3.2 Description of the diagnostic plots
Figure 2 shows an example of a nice print-run
QCHyb
- MA-plot of raw M values. No background
subtraction is performed. The colored lines represent the loess curves
for each print-tip group. The red dots highlight any spot with
corresponding weighted value less than 0. Users can create their
own weigthing scheme or function. Things to look for in a MA-plot are
saturation of spots and the trend of loess curves, which is an
indicator of the amount of normalization to be performed.
- Boxplot of raw M values by print-tip
group, without background subtraction.
- Spatial plot of rank of raw M values
(no background subtraction): Each spot is ranked according to its M
value. We use a blue to yellow color scale,where blue represents the
higher rank (1), and yellow represents the lower one. Missing spots are
represented as white squares.
- Spatial plot of A values.
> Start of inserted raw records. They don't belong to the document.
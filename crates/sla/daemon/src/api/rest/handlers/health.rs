//! Health handler

use crate::api::rest::state::AppState;
use axum::{extract::State, Json};
use serde::Serialize;

/// Health check response
#[derive(Debug, Serialize)]
pub struct HealthCheckResponse {
    pub status: String,
    pub version: String,
    pub uptime: String,
    pub cycle_running: bool,
}

/// Health check endpoint
pub async fn health_check(State(state): State<AppState>) -> Json<HealthCheckResponse> {
    Json(HealthCheckResponse {
        status: "healthy".to_string(),
        version: state.version.clone(),
        uptime: state.uptime(),
        cycle_running: state.engine.is_running(),
    })
}
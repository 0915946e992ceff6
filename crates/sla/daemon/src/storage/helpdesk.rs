//! PostgreSQL view of the helpdesk: tickets, assignments and users
//!
//! The tables belong to the helpdesk application. This adapter reads them
//! and writes only `tickets.status`.

use super::query_error;
use async_trait::async_trait;
use sla_engine::{AssigneeDirectory, TicketStore};
use sla_types::{SlaError, SlaResult, Ticket, TicketId, TicketStatus};
use sqlx::{postgres::PgRow, PgPool, Row};

const SELECT_TICKET: &str = r#"
    SELECT id, status, creation, response_by, resolution_by,
           first_response_time, resolution_time, resolution_date
    FROM tickets
"#;

/// Assignment status that counts as open
const OPEN_ASSIGNMENT: &str = "Open";

/// Ticket store and assignee directory over the helpdesk schema
#[derive(Debug, Clone)]
pub struct PostgresHelpdesk {
    pool: PgPool,
}

impl PostgresHelpdesk {
    pub fn new(pool: PgPool) -> Self {
        Self { pool }
    }

    fn ticket_from_row(row: &PgRow) -> SlaResult<Ticket> {
        let status: String = row.try_get("status").map_err(query_error)?;

        Ok(Ticket {
            id: TicketId::new(row.try_get::<String, _>("id").map_err(query_error)?),
            status: status.parse()?,
            creation: row.try_get("creation").map_err(query_error)?,
            response_by: row.try_get("response_by").map_err(query_error)?,
            resolution_by: row.try_get("resolution_by").map_err(query_error)?,
            first_response_time: row.try_get("first_response_time").map_err(query_error)?,
            resolution_time: row.try_get("resolution_time").map_err(query_error)?,
            resolution_date: row.try_get("resolution_date").map_err(query_error)?,
        })
    }
}

/// Every accepted spelling of `statuses`, lower-cased. Matched against
/// `lower(btrim(tickets.status))` so rows written as `In Progress` or
/// `in_progress` are listed just like `In-Progress`. Writes always use the
/// canonical spelling.
fn status_params(statuses: &[TicketStatus]) -> Vec<String> {
    statuses
        .iter()
        .flat_map(|s| s.spellings())
        .map(|spelling| spelling.to_string())
        .collect()
}

#[async_trait]
impl TicketStore for PostgresHelpdesk {
    async fn list_by_status(&self, statuses: &[TicketStatus]) -> SlaResult<Vec<Ticket>> {
        let rows = sqlx::query(&format!(
            "{} WHERE lower(btrim(status)) = ANY($1) ORDER BY id",
            SELECT_TICKET
        ))
        .bind(status_params(statuses))
        .fetch_all(&self.pool)
        .await
        .map_err(query_error)?;

        rows.iter().map(Self::ticket_from_row).collect()
    }

    async fn get_ticket(&self, id: &TicketId) -> SlaResult<Option<Ticket>> {
        let row = sqlx::query(&format!("{} WHERE id = $1", SELECT_TICKET))
            .bind(id.as_str())
            .fetch_optional(&self.pool)
            .await
            .map_err(query_error)?;

        row.as_ref().map(Self::ticket_from_row).transpose()
    }

    async fn set_status(&self, id: &TicketId, status: TicketStatus) -> SlaResult<()> {
        let result = sqlx::query("UPDATE tickets SET status = $2 WHERE id = $1")
            .bind(id.as_str())
            .bind(status.as_str())
            .execute(&self.pool)
            .await
            .map_err(query_error)?;

        if result.rows_affected() == 0 {
            return Err(SlaError::TicketNotFound(id.clone()));
        }
        Ok(())
    }
}

#[async_trait]
impl AssigneeDirectory for PostgresHelpdesk {
    async fn find_open_assignee(&self, ticket_id: &TicketId) -> SlaResult<Option<String>> {
        // Oldest open assignment wins; assignee breaks ties
        let row = sqlx::query(
            r#"
            SELECT assignee FROM ticket_assignments
            WHERE ticket_id = $1 AND status = $2
            ORDER BY created_at, assignee
            LIMIT 1
            "#,
        )
        .bind(ticket_id.as_str())
        .bind(OPEN_ASSIGNMENT)
        .fetch_optional(&self.pool)
        .await
        .map_err(query_error)?;

        row.map(|r| r.try_get::<String, _>("assignee").map_err(query_error))
            .transpose()
    }

    async fn get_email(&self, user_id: &str) -> SlaResult<Option<String>> {
        let row = sqlx::query("SELECT email FROM users WHERE id = $1")
            .bind(user_id)
            .fetch_optional(&self.pool)
            .await
            .map_err(query_error)?;

        match row {
            Some(r) => r.try_get::<Option<String>, _>("email").map_err(query_error),
            None => Ok(None),
        }
    }
}

#[cfg(test)]
mod tests {
    use super::*;

    #[test]
    fn test_status_params_cover_every_spelling() {
        assert_eq!(
            status_params(&[TicketStatus::Open, TicketStatus::InProgress]),
            vec![
                "open".to_string(),
                "in-progress".to_string(),
                "in progress".to_string(),
                "in_progress".to_string(),
                "inprogress".to_string(),
            ]
        );
    }

    #[test]
    fn test_status_params_match_what_parsing_accepts() {
        for stored in ["Open", "In-Progress", "In Progress", "in_progress", " Resolved "] {
            let status: TicketStatus = stored.parse().unwrap();
            let key = stored.trim().to_lowercase();
            assert!(status_params(&[status]).contains(&key), "{stored}");
        }
    }
}
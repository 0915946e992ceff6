//! Error types for SLA tracking

use crate::{TicketId, TicketStatus};

/// Errors that can occur while evaluating or persisting SLA state
#[derive(Debug, thiserror::Error)]
pub enum SlaError {
    #[error("Ticket not found: {0}")]
    TicketNotFound(TicketId),

    #[error("Tracking record already exists for ticket: {0}")]
    RecordConflict(TicketId),

    #[error("Invalid status transition: {from} -> {to}")]
    InvalidTransition {
        from: TicketStatus,
        to: TicketStatus,
    },

    #[error("Unknown ticket status: {0}")]
    UnknownStatus(String),

    #[error("Storage error: {0}")]
    Storage(String),

    #[error("Mail transport error: {0}")]
    Transport(String),

    #[error("Configuration error: {0}")]
    Config(String),
}

impl SlaError {
    /// Whether this error is a creation conflict on the tracking store
    pub fn is_conflict(&self) -> bool {
        matches!(self, SlaError::RecordConflict(_))
    }
}

/// Result type alias for SLA operations
pub type SlaResult<T> = Result<T, SlaError>;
The color
indicates the strength of the signal intensity, i.e. the darker the
color, the stronger the signal. Missing spots are represented in white.
- Histogram of the signal-to-noise
log-ratio (SNR) for Cy5 and Cy3 channels. The mean and the variance of
the signal are printed on top of the histogram. In addition, overlay
density of SNR stratified by different control types (status) are
highlighted. Their color schemes are provided in Table 1. The SNR is a
good indicator for dye problems. The negative controls and empty
controls density lines should be closer, almost superimposed.
- Comparison of Mvalues of probes known
to be differentially expressed from the tested array to average Mvalues
obtained during previous hybridizations. This plot is aimed at
verifying the reproducibility of print-runs. The dotted lines are the
diagonal (no change) and the +2/-2 fold change lines. Each probe is
represented by a number, and described in the file MmDEGenes.xls. Most
of the spots should lie between the +2/-2 fold-change regions. If the
technique was perfect, you should see a straight line on the diagonal.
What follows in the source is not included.